The separator is connected to the oxidizer gas discharge manifold 43a and the oxidizer gas discharge manifold 43b. A cooling medium is introduced into 27 coolant channels, nine of which are formed in three locations: the top, bottom, and center of the separator. The cooling medium flows perpendicular to the separator plane to remove heat generated by the fuel cell reaction. The separators and electrodes are combined to form a single cell, and 50 of these single cells were stacked and subjected to a power generation test. The conditions were the same as those in the second embodiment. The vertical temperature distribution was the same in the two gas channel sections: 69°C at the top and bottom ends, 72°C at the center of the gas channel, and 71°C at the center of the separator. As in the fifth embodiment, the coolant flowing through the coolant channel in the center of the separator removes the reaction heat from the two upper and lower sections. Therefore, the center of the separator is hotter than the top and bottom ends. However, the temperature difference is smaller than that in conventional fuel cell stacks. 16 is a diagram showing the configuration of a separator according to a seventh embodiment of the present invention, and is a front view of the separator on the fuel gas flow path side. That is, in this embodiment, a plurality of cooling regions 51 are provided in the center of a separator 50, and a coolant flow path 52 for circulating a cooling medium is formed in the center of each cooling region 51. Specifically, the size of the separator is 13 cm wide, 25 cm long, and 2 cm thick.

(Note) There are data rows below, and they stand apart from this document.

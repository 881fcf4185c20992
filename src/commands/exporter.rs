// Copyright (c) 2025 Soumyadip Sarkar.
// All rights reserved.
//
// This source code is licensed under the license found in the
// LICENSE file in the root directory of this source tree.

use crate::error::Error;
use crate::session::Session;
use crate::utils::{fmt_date, required_arg};
use anyhow::{Context, Result};
use serde_json::json;

pub fn handle(session: &Session, m: &clap::ArgMatches) -> Result<()> {
    match m.subcommand() {
        Some(("history", sub)) => export_history(session, sub),
        Some(("journal", sub)) => export_journal(session, sub),
        _ => Ok(()),
    }
}

fn format_of(sub: &clap::ArgMatches) -> Result<String> {
    let fmt = required_arg(sub, "format")?.trim().to_lowercase();
    match fmt.as_str() {
        "csv" | "json" => Ok(fmt),
        _ => Err(Error::UnknownFormat(fmt).into()),
    }
}

fn export_history(session: &Session, sub: &clap::ArgMatches) -> Result<()> {
    let fmt = format_of(sub)?;
    let out = required_arg(sub, "out")?;
    let history = session.tracker.history();

    if fmt == "csv" {
        let mut wtr = csv::Writer::from_path(out)
            .with_context(|| format!("Create export file {}", out))?;
        wtr.write_record(["days", "ended_on"])?;
        for h in history {
            wtr.write_record([h.days.to_string(), fmt_date(&h.ended_on)])?;
        }
        wtr.flush()?;
    } else {
        let items: Vec<_> = history
            .iter()
            .map(|h| json!({ "days": h.days, "ended_on": fmt_date(&h.ended_on) }))
            .collect();
        std::fs::write(out, serde_json::to_string_pretty(&items)?)
            .with_context(|| format!("Write export file {}", out))?;
    }
    println!("Exported {} streaks to {}", history.len(), out);
    Ok(())
}

fn export_journal(session: &Session, sub: &clap::ArgMatches) -> Result<()> {
    let fmt = format_of(sub)?;
    let out = required_arg(sub, "out")?;
    let entries = session.journal.entries();

    if fmt == "csv" {
        let mut wtr = csv::Writer::from_path(out)
            .with_context(|| format!("Create export file {}", out))?;
        wtr.write_record([
            "id",
            "date",
            "mood",
            "difficulty",
            "helped_today",
            "additional_thoughts",
            "shared",
        ])?;
        for e in entries {
            wtr.write_record([
                e.id.to_string(),
                e.date.to_rfc3339(),
                e.mood.to_string(),
                e.difficulty.to_string(),
                e.helped_today.clone(),
                e.additional_thoughts.clone(),
                e.shared.to_string(),
            ])?;
        }
        wtr.flush()?;
    } else {
        std::fs::write(out, serde_json::to_string_pretty(entries)?)
            .with_context(|| format!("Write export file {}", out))?;
    }
    println!("Exported {} journal entries to {}", entries.len(), out);
    Ok(())
}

16, a fuel gas supply manifold 54a and an oxidant gas discharge manifold 53b are provided on the left side of the separator 50, and a fuel gas supply manifold 54b and an oxidant gas discharge manifold 53b are provided on the right side.

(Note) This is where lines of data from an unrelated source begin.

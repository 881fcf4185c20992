// Copyright (c) 2025 Soumyadip Sarkar.
// All rights reserved.
//
// This source code is licensed under the license found in the
// LICENSE file in the root directory of this source tree.

use crate::models::Milestone;
use crate::session::Session;
use crate::streak::RECENT_STREAKS_SHOWN;
use crate::utils::{fmt_date, fmt_money, maybe_print_json, pretty_table};
use anyhow::Result;
use serde::Serialize;

pub fn handle(session: &mut Session, m: &clap::ArgMatches) -> Result<()> {
    match m.subcommand() {
        Some(("success", _)) => success(session),
        Some(("fail", _)) => fail(session),
        Some(("status", sub)) => status(session, sub)?,
        Some(("history", sub)) => history(session, sub)?,
        _ => {}
    }
    Ok(())
}

fn success(session: &mut Session) {
    let milestone = session.record_success();
    let state = session.tracker.state();
    println!(
        "Day {} vape-free. Saved {}",
        state.current_streak_days,
        fmt_money(&state.total_saved, &session.settings.currency)
    );
    if let Some(m) = milestone {
        println!("{}", celebrate(&m));
    }
}

fn fail(session: &mut Session) {
    let broken = session.tracker.state().current_streak_days;
    session.record_failure();
    if broken > 0 {
        println!("Streak of {} days saved to history. Tomorrow is a fresh start.", broken);
    } else {
        println!("Tomorrow is a fresh start.");
    }
}

pub fn celebrate(m: &Milestone) -> String {
    let secs = m.display_for().as_secs();
    if m.major {
        format!("🎉🎉🎉 {} days! Major milestone! ({}s)", m.days, secs)
    } else {
        format!("🎉 {} days! Milestone reached! ({}s)", m.days, secs)
    }
}

#[derive(Debug, Serialize)]
pub struct HistoryRow {
    pub days: u32,
    pub ended_on: String,
}

#[derive(Debug, Serialize)]
pub struct StatusView {
    pub days_free: u32,
    pub saved: String,
    pub currency: String,
    pub goal_level: u32,
    pub goal_days: u32,
    pub progress: f64,
    pub status: &'static str,
    pub message: String,
    pub avatar: &'static str,
    pub recent_streaks: Vec<HistoryRow>,
}

pub fn status_view(session: &Session) -> StatusView {
    let state = session.tracker.state();
    StatusView {
        days_free: state.current_streak_days,
        saved: format!("{:.2}", state.total_saved.round_dp(2)),
        currency: session.settings.currency.clone(),
        goal_level: state.goal_level,
        goal_days: state.current_goal_days,
        progress: state.progress_fraction(),
        status: state.status_label(),
        message: state.motivation_message(),
        avatar: state.avatar_stage().as_str(),
        recent_streaks: session
            .tracker
            .recent_history(RECENT_STREAKS_SHOWN)
            .iter()
            .map(|h| HistoryRow {
                days: h.days,
                ended_on: fmt_date(&h.ended_on),
            })
            .collect(),
    }
}

pub fn history_rows(session: &Session, limit: Option<usize>) -> Vec<HistoryRow> {
    let all = session.tracker.history();
    let shown = match limit {
        Some(n) => session.tracker.recent_history(n),
        None => all,
    };
    shown
        .iter()
        .map(|h| HistoryRow {
            days: h.days,
            ended_on: fmt_date(&h.ended_on),
        })
        .collect()
}

fn progress_bar(fraction: f64, width: usize) -> String {
    let filled = (fraction * width as f64).round() as usize;
    format!("[{}{}]", "#".repeat(filled), "-".repeat(width - filled.min(width)))
}

fn status(session: &Session, sub: &clap::ArgMatches) -> Result<()> {
    let view = status_view(session);
    if maybe_print_json(sub.get_flag("json"), sub.get_flag("jsonl"), &view)? {
        return Ok(());
    }
    let rows = vec![
        vec!["Days Free".into(), view.days_free.to_string()],
        vec!["Saved".into(), format!("{} {}", view.currency, view.saved)],
        vec!["Status".into(), view.status.to_string()],
        vec![
            "Goal".into(),
            format!(
                "{} {}/{} days (level {})",
                progress_bar(view.progress, 20),
                view.days_free,
                view.goal_days,
                view.goal_level
            ),
        ],
        vec!["Bronchi".into(), view.avatar.to_string()],
    ];
    println!("{}", pretty_table(&["", ""], rows));
    println!("{}", view.message);
    if !view.recent_streaks.is_empty() {
        println!("Previous Streaks");
        let rows = view
            .recent_streaks
            .into_iter()
            .map(|h| vec![format!("{} days", h.days), h.ended_on])
            .collect();
        println!("{}", pretty_table(&["Streak", "Ended"], rows));
    }
    Ok(())
}

fn history(session: &Session, sub: &clap::ArgMatches) -> Result<()> {
    let limit = sub.get_one::<usize>("limit").copied();
    let data = history_rows(session, limit);
    if !maybe_print_json(sub.get_flag("json"), sub.get_flag("jsonl"), &data)? {
        if data.is_empty() {
            println!("No previous streaks yet");
            return Ok(());
        }
        let rows = data
            .into_iter()
            .map(|h| vec![h.days.to_string(), h.ended_on])
            .collect();
        println!("{}", pretty_table(&["Days", "Ended"], rows));
    }
    Ok(())
}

A fuel gas exhaust manifold 54b and an oxidant gas supply manifold 53a are provided. A fuel gas flow channel is provided on the surface of the separator to avoid the coolant flow channels 52 and communicate with the left and right supply and exhaust manifolds, respectively. A coolant is introduced into the 21 coolant flow channels 52 and flows perpendicular to the separator plane to remove heat generated by the fuel cell reaction. In this embodiment, each coolant flow channel is configured to remove reaction heat generated in one cooling zone. The inner walls of the coolant flow channels 52 serve as heat transfer surfaces. Because the coolant flow channels 52 are located in the centers of the cooling zones 51, the entire surface of the inner walls can be used as heat transfer surfaces, enabling efficient cooling. (Eighth Embodiment) This embodiment is a modification of the fourth embodiment, in which the shape of the inner surfaces of the coolant flow channels is changed. 17A and 17B are diagrams showing the configuration of the separator in this embodiment, with Fig. 17A being a front view of the separator on the fuel gas flow path side, and Fig. 17B being a cross-sectional view taken along the line E-E in Fig. 17A. Specifically, the separator 60 in this embodiment is made of aluminum, and each coolant flow path 62 has three protrusions 63, each 2 mm wide and 5 mm long, on its inner wall. The remaining configuration is similar to that of the fourth and second embodiments, and therefore a description thereof will be omitted. Furthermore, a coolant is introduced into 18 coolant flow paths 62 provided at the top and bottom of the long sides of the separator, and is configured to remove heat generated by the fuel cell reaction by circulating this coolant in a direction perpendicular to the separator plane.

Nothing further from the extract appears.